Nationally, McCoy was the Bills’ most recognizable player. Beane mentioned that some of McCoy’s younger teammates probably grew up playing with him on the “Madden” video game series, and that for them, Saturday’s move might be their first realization of the cold nature of business in the NFL.
“This is not the first tough decision that the Buffalo Bills have had to make. I'm sure there will be plenty more,” Beane said. “They're not easy. The thing that the Pegulas have asked me to do is always make the best decision for the Buffalo Bills. That's every move we're making. Some of them work out great and some of them don't. We'll see on this one.”
Would the Bills’ general manager really have passed on trading away McCoy to a destination the running back may have found undesirable? If so, that wouldn’t always be making the best decision for the Bills.
More likely, there were no takers for a 31-year-old running back coming off his worst professional season.
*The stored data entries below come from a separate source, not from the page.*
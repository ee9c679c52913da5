/// Booking ledger: the doctor roster and the list of booked appointments.
///
/// All mutation goes through `book` and `cancel`. Both either succeed
/// completely or leave the ledger untouched.
use tracing::{debug, info, warn};

use crate::config;
use crate::error::{LedgerError, LedgerResult};
use crate::models::{Appointment, AppointmentSummary, Doctor};

#[derive(Debug, Clone)]
pub struct BookingLedger {
    doctors: Vec<Doctor>,
    appointments: Vec<Appointment>,
}

impl BookingLedger {
    /// Create a ledger over the given doctors with no appointments.
    pub fn new(doctors: Vec<Doctor>) -> Self {
        debug!(doctors = doctors.len(), "ledger seeded");
        BookingLedger {
            doctors,
            appointments: Vec::new(),
        }
    }

    /// Create a ledger over the fixed seed roster.
    pub fn seeded() -> Self {
        Self::new(config::seed_doctors())
    }

    /// All doctors in seed order.
    pub fn doctors(&self) -> &[Doctor] {
        &self.doctors
    }

    pub fn find_doctor(&self, doctor_id: &str) -> Option<&Doctor> {
        self.doctors.iter().find(|d| d.id == doctor_id)
    }

    fn find_doctor_mut(&mut self, doctor_id: &str) -> Option<&mut Doctor> {
        self.doctors.iter_mut().find(|d| d.id == doctor_id)
    }

    /// Open slots for a doctor in current order.
    pub fn available_slots(&self, doctor_id: &str) -> LedgerResult<&[String]> {
        self.find_doctor(doctor_id)
            .map(Doctor::available_slots)
            .ok_or_else(|| LedgerError::not_found(format!("Doctor not found: {}", doctor_id)))
    }

    /// Raw appointments in booking order.
    pub fn appointments(&self) -> &[Appointment] {
        &self.appointments
    }

    /// Book `time_slot` with `doctor_id` for a patient.
    pub fn book(
        &mut self,
        patient_id: &str,
        patient_name: &str,
        doctor_id: &str,
        time_slot: &str,
    ) -> LedgerResult<Appointment> {
        let appointment = Appointment::new(patient_id, patient_name, doctor_id, time_slot)
            .map_err(|e| {
                warn!(error = %e, "booking rejected");
                e
            })?;

        let doctor = match self.find_doctor_mut(doctor_id) {
            Some(doctor) => doctor,
            None => {
                warn!(doctor_id, "booking rejected: unknown doctor");
                return Err(LedgerError::validation(format!(
                    "Doctor not found: {}",
                    doctor_id
                )));
            }
        };

        if !doctor.take_slot(time_slot) {
            warn!(doctor_id, time_slot, "booking rejected: slot not available");
            return Err(LedgerError::validation(format!(
                "Time slot {} is not available for {}",
                time_slot, doctor.name
            )));
        }

        info!(
            appointment_id = %appointment.appointment_id,
            patient_id = %appointment.patient_id,
            doctor_id,
            time_slot,
            "appointment booked"
        );
        self.appointments.push(appointment.clone());
        Ok(appointment)
    }

    /// Cancel the first appointment booked under `patient_id`.
    ///
    /// Matching ignores case. The freed slot goes to the end of the
    /// doctor's open list.
    pub fn cancel(&mut self, patient_id: &str) -> LedgerResult<Appointment> {
        let patient_id = patient_id.trim();
        if patient_id.is_empty() {
            warn!("cancellation rejected: empty patient id");
            return Err(LedgerError::validation("Patient ID cannot be empty"));
        }

        let index = match self
            .appointments
            .iter()
            .position(|apt| apt.belongs_to(patient_id))
        {
            Some(index) => index,
            None => {
                warn!(patient_id, "cancellation found no appointment");
                return Err(LedgerError::not_found(
                    "No appointment found for the given Patient ID.",
                ));
            }
        };

        let appointment = self.appointments.remove(index);
        if let Some(doctor) = self.find_doctor_mut(&appointment.doctor_id) {
            doctor.release_slot(appointment.time_slot.clone());
        }

        info!(
            appointment_id = %appointment.appointment_id,
            patient_id = %appointment.patient_id,
            doctor_id = %appointment.doctor_id,
            time_slot = %appointment.time_slot,
            "appointment cancelled"
        );
        Ok(appointment)
    }

    /// Appointments in booking order, resolved against the doctor roster.
    pub fn list_appointments(&self) -> Vec<AppointmentSummary> {
        self.appointments
            .iter()
            .map(|apt| AppointmentSummary {
                patient_name: apt.patient_name.clone(),
                doctor_name: self
                    .find_doctor(&apt.doctor_id)
                    .map(|d| d.name.clone())
                    .unwrap_or_else(|| apt.doctor_id.clone()),
                time_slot: apt.time_slot.clone(),
            })
            .collect()
    }
}

impl std::fmt::Display for BookingLedger {
    fn fmt(&self, f: &mut std::fmt::Formatter<'_>) -> std::fmt::Result {
        write!(
            f,
            "BookingLedger(doctors={}, appointments={})",
            self.doctors.len(),
            self.appointments.len()
        )
    }
}

#[cfg(test)]
mod tests {
    use super::*;

    fn lines(ledger: &BookingLedger) -> Vec<String> {
        ledger
            .list_appointments()
            .iter()
            .map(|s| s.to_string())
            .collect()
    }

    #[test]
    fn book_then_cancel_scenario() {
        let mut ledger = BookingLedger::seeded();

        ledger.book("P1", "Alice", "D101", "10AM").unwrap();
        assert_eq!(ledger.available_slots("D101").unwrap(), ["11AM", "12PM"]);
        assert_eq!(lines(&ledger), ["Alice booked with Dr. Mehta at 10AM"]);

        let cancelled = ledger.cancel("p1").unwrap();
        assert_eq!(cancelled.patient_name, "Alice");
        assert_eq!(cancelled.time_slot, "10AM");
        assert_eq!(
            ledger.available_slots("D101").unwrap(),
            ["11AM", "12PM", "10AM"]
        );
        assert!(lines(&ledger).is_empty());
    }

    #[test]
    fn booked_slot_is_hidden_until_cancelled() {
        let mut ledger = BookingLedger::seeded();
        ledger.book("P2", "Bob", "D102", "3PM").unwrap();
        assert!(!ledger.available_slots("D102").unwrap().contains(&"3PM".to_string()));

        ledger.cancel("P2").unwrap();
        assert!(ledger.available_slots("D102").unwrap().contains(&"3PM".to_string()));
    }

    #[test]
    fn book_cancel_restores_slot_set_and_count() {
        let mut ledger = BookingLedger::seeded();
        ledger.book("P9", "Zed", "D103", "9AM").unwrap();

        let mut before: Vec<String> = ledger.available_slots("D103").unwrap().to_vec();
        let count_before = ledger.appointments().len();

        ledger.book("P1", "Alice", "D103", "1PM").unwrap();
        ledger.cancel("P1").unwrap();

        let mut after: Vec<String> = ledger.available_slots("D103").unwrap().to_vec();
        before.sort();
        after.sort();
        assert_eq!(before, after);
        assert_eq!(ledger.appointments().len(), count_before);
    }

    #[test]
    fn taken_slot_is_rejected_without_mutation() {
        let mut ledger = BookingLedger::seeded();
        ledger.book("P1", "Alice", "D101", "10AM").unwrap();

        let err = ledger.book("P2", "Bob", "D101", "10AM").unwrap_err();
        assert!(matches!(err, LedgerError::Validation(_)));
        assert_eq!(ledger.appointments().len(), 1);
        assert_eq!(ledger.available_slots("D101").unwrap(), ["11AM", "12PM"]);
    }

    #[test]
    fn slot_of_another_doctor_is_rejected() {
        let mut ledger = BookingLedger::seeded();
        let err = ledger.book("P1", "Alice", "D101", "2PM").unwrap_err();
        assert!(matches!(err, LedgerError::Validation(_)));
        assert_eq!(ledger.available_slots("D102").unwrap(), ["2PM", "3PM", "4PM"]);
    }

    #[test]
    fn unknown_doctor_is_a_validation_error() {
        let mut ledger = BookingLedger::seeded();
        let err = ledger.book("P1", "Alice", "D999", "10AM").unwrap_err();
        assert!(matches!(err, LedgerError::Validation(_)));
        assert!(ledger.appointments().is_empty());
    }

    #[test]
    fn empty_fields_are_rejected_without_mutation() {
        let mut ledger = BookingLedger::seeded();
        assert!(ledger.book("", "Alice", "D101", "10AM").is_err());
        assert!(ledger.book("P1", "  ", "D101", "10AM").is_err());
        assert!(ledger.book("P1", "Alice", "", "10AM").is_err());
        assert!(ledger.book("P1", "Alice", "D101", "").is_err());

        assert!(ledger.appointments().is_empty());
        assert_eq!(
            ledger.available_slots("D101").unwrap(),
            ["10AM", "11AM", "12PM"]
        );
    }

    #[test]
    fn cancel_unknown_patient_is_not_found() {
        let mut ledger = BookingLedger::seeded();
        ledger.book("P1", "Alice", "D101", "10AM").unwrap();

        let err = ledger.cancel("P404").unwrap_err();
        assert!(matches!(err, LedgerError::NotFound(_)));
        assert_eq!(ledger.appointments().len(), 1);
        assert_eq!(ledger.available_slots("D101").unwrap(), ["11AM", "12PM"]);
    }

    #[test]
    fn cancel_is_case_insensitive() {
        let mut ledger = BookingLedger::seeded();
        ledger.book("p1", "Alice", "D101", "10AM").unwrap();
        assert!(ledger.cancel("P1").is_ok());

        ledger.book("i1", "Ivan", "D103", "9AM").unwrap();
        let cancelled = ledger.cancel("\u{130}1").unwrap();
        assert_eq!(cancelled.patient_name, "Ivan");
        assert_eq!(ledger.available_slots("D103").unwrap(), ["1PM", "5PM", "9AM"]);
    }

    #[test]
    fn cancel_with_blank_id_is_rejected() {
        let mut ledger = BookingLedger::seeded();
        ledger.book("P1", "Alice", "D101", "10AM").unwrap();
        let err = ledger.cancel("   ").unwrap_err();
        assert!(matches!(err, LedgerError::Validation(_)));
        assert_eq!(ledger.appointments().len(), 1);
    }

    #[test]
    fn cancel_removes_only_the_first_match() {
        let mut ledger = BookingLedger::seeded();
        ledger.book("P1", "Alice", "D101", "10AM").unwrap();
        ledger.book("P1", "Alice", "D102", "2PM").unwrap();

        let cancelled = ledger.cancel("P1").unwrap();
        assert_eq!(cancelled.doctor_id, "D101");
        assert_eq!(lines(&ledger), ["Alice booked with Dr. Sharma at 2PM"]);
        assert_eq!(ledger.available_slots("D102").unwrap(), ["3PM", "4PM"]);
    }

    #[test]
    fn list_keeps_booking_order() {
        let mut ledger = BookingLedger::seeded();
        ledger.book("P3", "Carol", "D103", "5PM").unwrap();
        ledger.book("P1", "Alice", "D101", "12PM").unwrap();
        ledger.book("P2", "Bob", "D102", "2PM").unwrap();

        assert_eq!(
            lines(&ledger),
            [
                "Carol booked with Dr. Verma at 5PM",
                "Alice booked with Dr. Mehta at 12PM",
                "Bob booked with Dr. Sharma at 2PM",
            ]
        );
    }

    #[test]
    fn slots_never_contain_duplicates() {
        let mut ledger = BookingLedger::seeded();
        for slot in ["10AM", "11AM", "12PM"] {
            ledger.book("P1", "Alice", "D101", slot).unwrap();
        }
        assert!(ledger.available_slots("D101").unwrap().is_empty());
        for _ in 0..3 {
            ledger.cancel("P1").unwrap();
        }

        let slots = ledger.available_slots("D101").unwrap().to_vec();
        assert_eq!(slots, ["10AM", "11AM", "12PM"]);
        let mut deduped = slots.clone();
        deduped.sort();
        deduped.dedup();
        assert_eq!(deduped.len(), slots.len());
    }

    #[test]
    fn available_slots_for_unknown_doctor() {
        let ledger = BookingLedger::seeded();
        assert!(matches!(
            ledger.available_slots("D000"),
            Err(LedgerError::NotFound(_))
        ));
    }

    #[test]
    fn doctors_keep_seed_order() {
        let ledger = BookingLedger::seeded();
        let ids: Vec<&str> = ledger.doctors().iter().map(|d| d.id.as_str()).collect();
        assert_eq!(ids, ["D101", "D102", "D103"]);
        assert_eq!(ledger.to_string(), "BookingLedger(doctors=3, appointments=0)");
    }
}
“Last year, I don't fault LeSean,” Beane said. “I think our offense just never got in a rhythm for a lot of reasons. You can put some of that on me. Probably a lot of it. We weren't good enough up front, and it kind of snowballed from there. Hence the moves that we did this offseason. I really thought LeSean earned the right to come back in here and compete. I appreciate what he did up until today. I've got nothing but positive things to say about LeSean McCoy.
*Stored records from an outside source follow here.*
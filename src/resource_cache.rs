//! The [ResourceCache] loads resources by URI through a [SchemeTable], and keeps them until nothing uses them.
//!
//! Every request carries a [UsageDetector].  Requests for the same URI share one handle, one handler and one load; the
//! detectors of all of them are folded into a [ComposeUsageDetector].  Calling [ResourceCache::sweep] once per
//! frame (or on any other fixed tick) releases every resource whose composite says it is no longer in use.
//!
//! Locking is two-level.  The registry lock covers membership of the URI map and the tracking vec, and is never held
//! across a load.  Everything else about a resource is behind that resource's own lock, so unrelated URIs don't contend.
use std::any::Any;
use std::collections::HashMap;
use std::panic::{self, AssertUnwindSafe};
use std::sync::Arc;
use std::time::Duration;

use parking_lot::Mutex;
use url::Url;

use crate::resource_handle::{Join, LoadFlight, LoadOutcome, ResourceHandle};
use crate::*;

type CacheHashMap<V> = HashMap<String, V, ahash::RandomState>;

/// Used when a load doesn't specify a timeout.
pub const DEFAULT_TIMEOUT: Duration = Duration::from_millis(3000);

#[derive(Clone, Debug, derive_builder::Builder)]
pub struct ResourceCacheConfig {
    /// How long requesters wait on an in-flight load when they don't pass a timeout.
    #[builder(default = "DEFAULT_TIMEOUT")]
    pub default_timeout: Duration,
    /// Whether dropping the cache releases everything it still tracks.
    #[builder(default = "true")]
    pub release_on_drop: bool,
}

impl Default for ResourceCacheConfig {
    fn default() -> Self {
        ResourceCacheConfig {
            default_timeout: DEFAULT_TIMEOUT,
            release_on_drop: true,
        }
    }
}

#[derive(Clone, Debug, thiserror::Error)]
pub enum CacheError {
    #[error("no resource handler registered for scheme `{scheme}` (requested `{uri}`)")]
    SchemeNotFound { scheme: String, uri: String },
    #[error("resource handler scheme `{0}` registered more than once")]
    DuplicateScheme(String),
    #[error("invalid resource location `{uri}`: {reason}")]
    InvalidLocation { uri: String, reason: String },
    #[error("failed to load `{uri}`")]
    LoadFailed {
        uri: String,
        #[source]
        source: Arc<HandlerError>,
    },
    #[error("timed out after {timeout:?} waiting for `{uri}`")]
    Timeout { uri: String, timeout: Duration },
    #[error("resource `{uri}` is not a `{expected}`")]
    TypeMismatch { uri: String, expected: &'static str },
}

#[derive(Default)]
struct Registry {
    by_uri: CacheHashMap<Arc<ResourceHandle>>,
    /// The same handles as `by_uri`, kept in a vec so that sweeping can compact in place.
    tracking: Vec<Arc<ResourceHandle>>,
}

pub struct ResourceCache {
    config: ResourceCacheConfig,
    schemes: SchemeTable,
    registry: Mutex<Registry>,
    clock: Arc<UsageClock>,
}

fn downcast<T: Any + Send + Sync>(uri: &str, resource: Resource) -> Result<Arc<T>, CacheError> {
    resource.downcast::<T>().map_err(|_| CacheError::TypeMismatch {
        uri: uri.to_string(),
        expected: std::any::type_name::<T>(),
    })
}

fn finish<T: Any + Send + Sync>(uri: &str, outcome: LoadOutcome) -> Result<Arc<T>, CacheError> {
    let resource = outcome.map_err(|source| CacheError::LoadFailed {
        uri: uri.to_string(),
        source,
    })?;
    downcast(uri, resource)
}

fn panic_message(payload: &(dyn Any + Send)) -> String {
    if let Some(s) = payload.downcast_ref::<&str>() {
        format!("handler panicked: {}", s)
    } else if let Some(s) = payload.downcast_ref::<String>() {
        format!("handler panicked: {}", s)
    } else {
        "handler panicked".to_string()
    }
}

impl ResourceCache {
    pub fn new(schemes: SchemeTable, config: ResourceCacheConfig) -> ResourceCache {
        ResourceCache {
            config,
            schemes,
            registry: Default::default(),
            clock: Arc::new(UsageClock::new()),
        }
    }

    pub fn config(&self) -> &ResourceCacheConfig {
        &self.config
    }

    /// The clock this cache's detectors run on.  Scene transitions should be reported here.
    pub fn clock(&self) -> &Arc<UsageClock> {
        &self.clock
    }

    /// Number of tracked URIs, loaded or not.
    pub fn len(&self) -> usize {
        self.registry.lock().tracking.len()
    }

    pub fn is_empty(&self) -> bool {
        self.len() == 0
    }

    pub fn contains(&self, uri: &str) -> bool {
        self.registry.lock().by_uri.contains_key(uri)
    }

    /// Describe what is keeping a URI alive, for debugging.  `None` if the URI isn't tracked.
    pub fn usages(&self, uri: &str) -> Option<Vec<String>> {
        let handle = self.registry.lock().by_uri.get(uri)?.clone();
        Some(handle.usages())
    }

    /// Find the handle for a URI, creating and initializing its handler if this is the first request.
    ///
    /// The registry lock is held throughout, so concurrent first requests create exactly one handler.
    fn get_or_register(&self, uri: &str) -> Result<Arc<ResourceHandle>, CacheError> {
        let mut registry = self.registry.lock();
        if let Some(h) = registry.by_uri.get(uri) {
            return Ok(h.clone());
        }

        let parsed = Url::parse(uri).map_err(|e| CacheError::InvalidLocation {
            uri: uri.to_string(),
            reason: e.to_string(),
        })?;
        let mut handler = self
            .schemes
            .create(parsed.scheme())
            .ok_or_else(|| CacheError::SchemeNotFound {
                scheme: parsed.scheme().to_string(),
                uri: uri.to_string(),
            })?;
        handler
            .initialize(&parsed)
            .map_err(|e| CacheError::InvalidLocation {
                uri: uri.to_string(),
                reason: e.to_string(),
            })?;

        let handle = Arc::new(ResourceHandle::new(uri.to_string(), Arc::from(handler)));
        registry.by_uri.insert(uri.to_string(), handle.clone());
        registry.tracking.push(handle.clone());
        log::debug!("Registered resource `{}`", uri);
        Ok(handle)
    }

    /// Attach a detector to the handle for `uri`, going back to the registry if a sweep evicted the handle first.
    fn join(&self, uri: &str, mut detector: UsageDetector) -> Result<(Arc<ResourceHandle>, Join), CacheError> {
        loop {
            let handle = self.get_or_register(uri)?;
            match handle.join(detector, &self.clock) {
                Ok(join) => return Ok((handle, join)),
                Err(d) => detector = d,
            }
        }
    }

    fn timeout_error(&self, uri: &str, timeout: Duration) -> CacheError {
        log::warn!("Timed out after {:?} waiting for `{}`", timeout, uri);
        CacheError::Timeout {
            uri: uri.to_string(),
            timeout,
        }
    }

    /// Load a resource, blocking the current thread.
    ///
    /// If nobody is loading the resource, the load runs on this thread.  If a load is already in flight, this waits on
    /// it for at most `timeout` (the configured default if `None`).
    pub fn load<T: Any + Send + Sync>(
        &self,
        uri: &str,
        detector: UsageDetector,
        timeout: Option<Duration>,
    ) -> Result<Arc<T>, CacheError> {
        let timeout = timeout.unwrap_or(self.config.default_timeout);
        let (handle, join) = self.join(uri, detector)?;
        let outcome = match join {
            Join::Ready(r) => return downcast(uri, r),
            Join::Wait(flight) => flight
                .wait_blocking(timeout)
                .ok_or_else(|| self.timeout_error(uri, timeout))?,
            Join::Lead(flight) => {
                // Settle even if the handler panics, or every later request for this URI would wait forever.
                let outcome = match panic::catch_unwind(AssertUnwindSafe(|| handle.handler().load())) {
                    Ok(r) => r.map_err(Arc::new),
                    Err(payload) => Err(Arc::new(HandlerError::Aborted(panic_message(payload.as_ref())))),
                };
                handle.settle(&flight, outcome.clone(), &self.clock);
                outcome
            }
        };
        finish(uri, outcome)
    }

    /// Load a resource without blocking.
    ///
    /// Concurrent requests for the same URI share one load.  If it doesn't finish within `timeout` (the configured
    /// default if `None`) this fails with [CacheError::Timeout], but the load keeps going in the background and its
    /// result is kept for whoever asks next.
    ///
    /// Must be called from within a tokio runtime.
    pub async fn load_async<T: Any + Send + Sync>(
        &self,
        uri: &str,
        detector: UsageDetector,
        timeout: Option<Duration>,
    ) -> Result<Arc<T>, CacheError> {
        let timeout = timeout.unwrap_or(self.config.default_timeout);
        let (handle, join) = self.join(uri, detector)?;
        let flight = match join {
            Join::Ready(r) => return downcast(uri, r),
            Join::Wait(flight) => flight,
            Join::Lead(flight) => {
                self.spawn_load(handle, flight.clone());
                flight
            }
        };

        let outcome = tokio::time::timeout(timeout, flight.wait())
            .await
            .map_err(|_| self.timeout_error(uri, timeout))?;
        finish(uri, outcome)
    }

    /// Run the physical load on its own task, so that it outlives any requester that gives up on it.
    fn spawn_load(&self, handle: Arc<ResourceHandle>, flight: Arc<LoadFlight>) {
        let clock = self.clock.clone();
        tokio::spawn(async move {
            let handler = handle.handler().clone();
            // A second task, so that a panicking handler still settles the flight.
            let outcome = match tokio::spawn(async move { handler.load_async().await }).await {
                Ok(r) => r.map_err(Arc::new),
                Err(e) => Err(Arc::new(HandlerError::Aborted(e.to_string()))),
            };
            handle.settle(&flight, outcome, &clock);
        });
    }

    /// Release and forget every resource which is neither loading nor in use, then advance the frame clock.
    ///
    /// Call once per tick.  Returns how many resources were released.
    pub fn sweep(&self) -> usize {
        let evicted = {
            let mut registry = self.registry.lock();
            let Registry { by_uri, tracking } = &mut *registry;

            // Dead handles are swapped past `alive` and cut off in one go at the end.
            let mut alive = tracking.len();
            let mut i = 0;
            while i < alive {
                if tracking[i].try_evict(&self.clock) {
                    by_uri.remove(tracking[i].uri());
                    alive -= 1;
                    tracking.swap(i, alive);
                } else {
                    i += 1;
                }
            }

            let evicted = tracking.len() - alive;
            tracking.truncate(alive);
            evicted
        };

        self.clock.advance_frame();
        evicted
    }

    /// Release everything, whether in use or not, and forget it.
    ///
    /// Resources which are still loading are released as soon as their load finishes.  Calling this more than once is
    /// harmless.
    pub fn release_all(&self) {
        let mut registry = self.registry.lock();
        if registry.tracking.is_empty() {
            return;
        }

        log::info!("Releasing {} tracked resources", registry.tracking.len());
        for handle in registry.tracking.drain(..) {
            handle.tear_down();
        }
        registry.by_uri.clear();
    }
}

impl Drop for ResourceCache {
    fn drop(&mut self) {
        if self.config.release_on_drop {
            self.release_all();
        }
    }
}

impl std::fmt::Debug for ResourceCache {
    fn fmt(&self, f: &mut std::fmt::Formatter<'_>) -> std::fmt::Result {
        f.debug_struct("ResourceCache")
            .field("config", &self.config)
            .field("schemes", &self.schemes)
            .field("tracked", &self.len())
            .finish()
    }
}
Beane said that McCoy’s age didn’t factor into their decision.
“I don't get caught up into that. I know 30 is that number, especially for running backs, that people, especially in the analytics world, throw up a firestorm about,” he said. “I just try and grade the players.”
That was proven when he signed Gore, 36, to a one-year deal.
“It's not like I was extending a guy that's 30-something years old to a three- or four-year deal,” Beane said. “You're talking about him and Frank, both were on one-year deals. You take it one year at a time when you're on a one-year deal. There was every bit of chance that we kept both those guys. It was never where I was going in saying that we're only going to keep one of the 30-year-old backs. There was a lot of scenarios where we kept them both.”
McCoy's best season in Buffalo came in 2016, when he rushed for 1,267 yards and 13 touchdowns on 234 carries – a career-best 5.4 yards per rush. The following year, he gained 1,138 yards on 287 carries, helping the Bills to a 9-7 record and a playoff berth – ending a 17-year postseason drought that was the longest in North American professional sports.
Off the field, McCoy's tenure with the Bills was eventful. Shortly after being traded to Buffalo, he intimated that race was a contributing factor in former Eagles coach Chip Kelly's decision to move on from certain players. McCoy was also involved in bar brawl in Philadelphia in 2016. He recently had to pay $55,000 to an off-duty Philadelphia police officer who was injured in the incident.
Last summer, McCoy was at the center of explosive allegations made by a friend of his ex-girlfriend, Delicia Cordon. McCoy was accused of physically abusing not only Cordon, but also his son and dog. He has denied the allegations, and an NFL investigation into the matter continues.